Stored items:
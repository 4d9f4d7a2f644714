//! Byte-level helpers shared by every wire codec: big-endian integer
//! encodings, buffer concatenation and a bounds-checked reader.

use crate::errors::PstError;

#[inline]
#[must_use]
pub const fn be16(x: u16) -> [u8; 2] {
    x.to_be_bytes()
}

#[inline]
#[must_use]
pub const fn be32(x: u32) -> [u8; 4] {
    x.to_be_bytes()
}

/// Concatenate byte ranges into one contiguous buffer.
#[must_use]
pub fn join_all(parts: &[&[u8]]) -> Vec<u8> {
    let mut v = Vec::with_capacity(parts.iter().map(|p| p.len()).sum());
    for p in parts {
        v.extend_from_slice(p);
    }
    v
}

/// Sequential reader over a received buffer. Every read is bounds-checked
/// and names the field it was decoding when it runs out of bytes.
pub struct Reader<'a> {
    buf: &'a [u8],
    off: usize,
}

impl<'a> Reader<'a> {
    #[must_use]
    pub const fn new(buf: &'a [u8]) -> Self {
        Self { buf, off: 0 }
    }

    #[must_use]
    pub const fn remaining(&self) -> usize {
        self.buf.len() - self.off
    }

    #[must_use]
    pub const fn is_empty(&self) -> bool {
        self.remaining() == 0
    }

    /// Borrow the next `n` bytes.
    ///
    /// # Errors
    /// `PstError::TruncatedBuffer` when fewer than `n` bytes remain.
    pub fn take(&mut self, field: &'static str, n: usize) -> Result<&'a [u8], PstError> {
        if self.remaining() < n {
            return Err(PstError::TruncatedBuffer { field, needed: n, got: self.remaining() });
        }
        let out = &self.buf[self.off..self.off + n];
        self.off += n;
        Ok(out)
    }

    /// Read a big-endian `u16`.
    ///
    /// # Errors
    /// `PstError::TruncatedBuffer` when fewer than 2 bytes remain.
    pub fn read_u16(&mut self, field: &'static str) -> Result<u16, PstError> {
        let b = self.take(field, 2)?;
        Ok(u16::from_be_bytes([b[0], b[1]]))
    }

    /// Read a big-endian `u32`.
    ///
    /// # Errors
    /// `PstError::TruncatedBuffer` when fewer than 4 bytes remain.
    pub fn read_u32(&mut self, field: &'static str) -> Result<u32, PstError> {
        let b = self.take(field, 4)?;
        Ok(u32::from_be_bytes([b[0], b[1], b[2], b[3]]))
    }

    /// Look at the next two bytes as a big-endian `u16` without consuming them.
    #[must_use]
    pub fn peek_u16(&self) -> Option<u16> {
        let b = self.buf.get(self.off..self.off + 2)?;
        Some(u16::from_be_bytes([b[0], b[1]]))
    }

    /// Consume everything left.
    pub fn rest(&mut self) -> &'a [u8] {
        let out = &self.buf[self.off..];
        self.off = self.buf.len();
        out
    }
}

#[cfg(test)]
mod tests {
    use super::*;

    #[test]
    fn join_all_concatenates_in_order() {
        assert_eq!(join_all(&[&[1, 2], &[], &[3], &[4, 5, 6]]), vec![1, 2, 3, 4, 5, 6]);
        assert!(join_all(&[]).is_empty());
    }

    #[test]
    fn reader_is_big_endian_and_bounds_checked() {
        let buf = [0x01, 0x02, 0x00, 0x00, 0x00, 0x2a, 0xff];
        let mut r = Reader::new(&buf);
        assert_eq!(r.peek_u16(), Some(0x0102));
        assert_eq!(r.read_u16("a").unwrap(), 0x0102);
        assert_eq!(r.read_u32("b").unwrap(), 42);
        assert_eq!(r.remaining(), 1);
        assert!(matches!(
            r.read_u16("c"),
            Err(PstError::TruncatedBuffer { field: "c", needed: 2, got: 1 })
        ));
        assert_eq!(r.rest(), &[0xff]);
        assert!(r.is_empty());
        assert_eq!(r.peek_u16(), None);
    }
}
==
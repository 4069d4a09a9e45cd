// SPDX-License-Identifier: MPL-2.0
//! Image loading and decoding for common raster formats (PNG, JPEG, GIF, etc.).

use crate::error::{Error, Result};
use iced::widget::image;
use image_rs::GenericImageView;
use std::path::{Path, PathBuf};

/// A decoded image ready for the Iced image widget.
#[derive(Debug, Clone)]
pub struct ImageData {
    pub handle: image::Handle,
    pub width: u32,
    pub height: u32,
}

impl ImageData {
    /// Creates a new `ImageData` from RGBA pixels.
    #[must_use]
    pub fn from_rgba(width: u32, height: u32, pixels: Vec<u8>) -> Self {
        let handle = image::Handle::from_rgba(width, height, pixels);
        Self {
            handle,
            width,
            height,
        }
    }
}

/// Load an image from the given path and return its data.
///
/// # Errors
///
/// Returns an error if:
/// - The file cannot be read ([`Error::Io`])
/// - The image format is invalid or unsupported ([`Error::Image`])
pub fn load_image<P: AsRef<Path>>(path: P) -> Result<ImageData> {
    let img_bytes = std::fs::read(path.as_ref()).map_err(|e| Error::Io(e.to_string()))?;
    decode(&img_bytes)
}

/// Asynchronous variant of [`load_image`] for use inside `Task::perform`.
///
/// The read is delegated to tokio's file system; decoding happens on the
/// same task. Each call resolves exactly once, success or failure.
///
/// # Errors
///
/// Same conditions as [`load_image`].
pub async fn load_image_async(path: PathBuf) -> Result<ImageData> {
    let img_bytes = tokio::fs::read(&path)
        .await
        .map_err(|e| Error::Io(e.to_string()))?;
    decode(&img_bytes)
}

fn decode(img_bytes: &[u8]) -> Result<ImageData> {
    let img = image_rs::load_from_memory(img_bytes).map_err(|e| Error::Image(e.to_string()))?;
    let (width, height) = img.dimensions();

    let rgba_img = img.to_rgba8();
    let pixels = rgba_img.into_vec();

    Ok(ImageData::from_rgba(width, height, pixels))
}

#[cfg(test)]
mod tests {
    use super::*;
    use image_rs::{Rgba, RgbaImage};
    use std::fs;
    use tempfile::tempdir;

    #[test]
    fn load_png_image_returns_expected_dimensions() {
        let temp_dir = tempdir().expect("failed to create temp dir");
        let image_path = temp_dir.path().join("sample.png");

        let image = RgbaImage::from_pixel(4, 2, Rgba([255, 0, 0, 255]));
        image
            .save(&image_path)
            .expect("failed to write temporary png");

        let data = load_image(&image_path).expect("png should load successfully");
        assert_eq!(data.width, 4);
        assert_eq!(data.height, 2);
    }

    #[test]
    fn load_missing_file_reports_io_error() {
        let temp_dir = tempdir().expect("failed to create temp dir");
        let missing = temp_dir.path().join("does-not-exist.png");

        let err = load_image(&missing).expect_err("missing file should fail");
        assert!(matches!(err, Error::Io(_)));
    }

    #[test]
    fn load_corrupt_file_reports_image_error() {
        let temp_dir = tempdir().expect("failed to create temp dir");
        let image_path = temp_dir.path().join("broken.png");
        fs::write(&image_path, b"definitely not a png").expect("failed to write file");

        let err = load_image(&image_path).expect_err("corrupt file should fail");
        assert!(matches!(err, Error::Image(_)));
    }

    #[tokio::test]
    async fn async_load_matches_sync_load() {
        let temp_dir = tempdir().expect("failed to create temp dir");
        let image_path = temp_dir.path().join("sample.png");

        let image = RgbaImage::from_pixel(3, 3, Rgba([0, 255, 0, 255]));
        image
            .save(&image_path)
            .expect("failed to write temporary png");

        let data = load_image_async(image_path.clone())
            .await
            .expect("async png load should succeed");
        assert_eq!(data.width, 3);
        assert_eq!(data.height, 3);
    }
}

> **Exercise directions**:
From the records above, extract exactly and only the lines that begin at the line with "repository 4d9f4d7a2f644714" and stop after the line with "for p in parts".

> **Response for this exercise**:
repository 4d9f4d7a2f644714
//! Byte-level helpers shared by every wire codec: big-endian integer
//! encodings, buffer concatenation and a bounds-checked reader.

use crate::errors::PstError;

#[inline]
#[must_use]
pub const fn be16(x: u16) -> [u8; 2] {
    x.to_be_bytes()
}

#[inline]
#[must_use]
pub const fn be32(x: u32) -> [u8; 4] {
    x.to_be_bytes()
}

/// Concatenate byte ranges into one contiguous buffer.
#[must_use]
pub fn join_all(parts: &[&[u8]]) -> Vec<u8> {
    let mut v = Vec::with_capacity(parts.iter().map(|p| p.len()).sum());
    for p in parts {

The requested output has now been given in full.